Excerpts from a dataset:
____

//! Connection bootstrap utilities for SQLite.
//!
//! # Responsibility
//! - Open file or in-memory SQLite connections.
//! - Configure connection pragmas required by the stores.
//! - Create the schema before returning a usable connection.
//!
//! # Invariants
//! - Returned connections have `foreign_keys=ON` and a busy timeout.
//! - Returned connections carry the current schema.

use super::schema::ensure_schema;
use super::DbResult;
use log::{error, info};
use rusqlite::Connection;
use std::path::Path;
use std::time::{Duration, Instant};

const BUSY_TIMEOUT: Duration = Duration::from_secs(5);

/// Opens a SQLite database file and ensures the schema exists.
///
/// # Side effects
/// - Creates the file when it does not exist.
/// - Emits `db_open` logging events with duration and status.
pub fn open_db(path: impl AsRef<Path>) -> DbResult<Connection> {
    open_with("file", || Connection::open(path))
}

/// Opens an in-memory SQLite database and ensures the schema exists.
pub fn open_db_in_memory() -> DbResult<Connection> {
    open_with("memory", Connection::open_in_memory)
}

fn open_with(
    mode: &str,
    connect: impl FnOnce() -> rusqlite::Result<Connection>,
) -> DbResult<Connection> {
    let started_at = Instant::now();
    info!("event=db_open module=db status=start mode={mode}");

    let mut conn = match connect() {
        Ok(conn) => conn,
        Err(err) => {
            error!(
                "event=db_open module=db status=error mode={mode} duration_ms={} error_code=db_open_failed error={err}",
                started_at.elapsed().as_millis()
            );
            return Err(err.into());
        }
    };

    match bootstrap_connection(&mut conn) {
        Ok(()) => {
            info!(
                "event=db_open module=db status=ok mode={mode} duration_ms={}",
                started_at.elapsed().as_millis()
            );
            Ok(conn)
        }
        Err(err) => {
            error!(
                "event=db_open module=db status=error mode={mode} duration_ms={} error_code=db_bootstrap_failed error={err}",
                started_at.elapsed().as_millis()
            );
            Err(err)
        }
    }
}

fn bootstrap_connection(conn: &mut Connection) -> DbResult<()> {
    conn.execute_batch("PRAGMA foreign_keys = ON;")?;
    conn.busy_timeout(BUSY_TIMEOUT)?;
    ensure_schema(conn)?;
    Ok(())
}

____

Repeat each entry exactly as it was given.

//! Connection bootstrap utilities for SQLite.
//!
//! # Responsibility
//! - Open file or in-memory SQLite connections.
//! - Configure connection pragmas required by the stores.
//! - Create the schema before returning a usable connection.
//!
//! # Invariants
//! - Returned connections have `foreign_keys=ON` and a busy timeout.
//! - Returned connections carry the current schema.

use super::schema::ensure_schema;
use super::DbResult;
use log::{error, info};
use rusqlite::Connection;
use std::path::Path;
use std::time::{Duration, Instant};

const BUSY_TIMEOUT: Duration = Duration::from_secs(5);

/// Opens a SQLite database file and ensures the schema exists.
///
/// # Side effects
/// - Creates the file when it does not exist.
/// - Emits `db_open` logging events with duration and status.
pub fn open_db(path: impl AsRef<Path>) -> DbResult<Connection> {
    open_with("file", || Connection::open(path))
}

/// Opens an in-memory SQLite database and ensures the schema exists.
pub fn open_db_in_memory() -> DbResult<Connection> {
    open_with("memory", Connection::open_in_memory)
}

fn open_with(
    mode: &str,
    connect: impl FnOnce() -> rusqlite::Result<Connection>,
) -> DbResult<Connection> {
    let started_at = Instant::now();
    info!("event=db_open module=db status=start mode={mode}");

    let mut conn = match connect() {
        Ok(conn) => conn,
        Err(err) => {
            error!(
                "event=db_open module=db status=error mode={mode} duration_ms={} error_code=db_open_failed error={err}",
                started_at.elapsed().as_millis()
            );
            return Err(err.into());
        }
    };

    match bootstrap_connection(&mut conn) {
        Ok(()) => {
            info!(
                "event=db_open module=db status=ok mode={mode} duration_ms={}",
                started_at.elapsed().as_millis()
            );
            Ok(conn)
        }
        Err(err) => {
            error!(
                "event=db_open module=db status=error mode={mode} duration_ms={} error_code=db_bootstrap_failed error={err}",
                started_at.elapsed().as_millis()
            );
            Err(err)
        }
    }
}

fn bootstrap_connection(conn: &mut Connection) -> DbResult<()> {
    conn.execute_batch("PRAGMA foreign_keys = ON;")?;
    conn.busy_timeout(BUSY_TIMEOUT)?;
    ensure_schema(conn)?;
    Ok(())
}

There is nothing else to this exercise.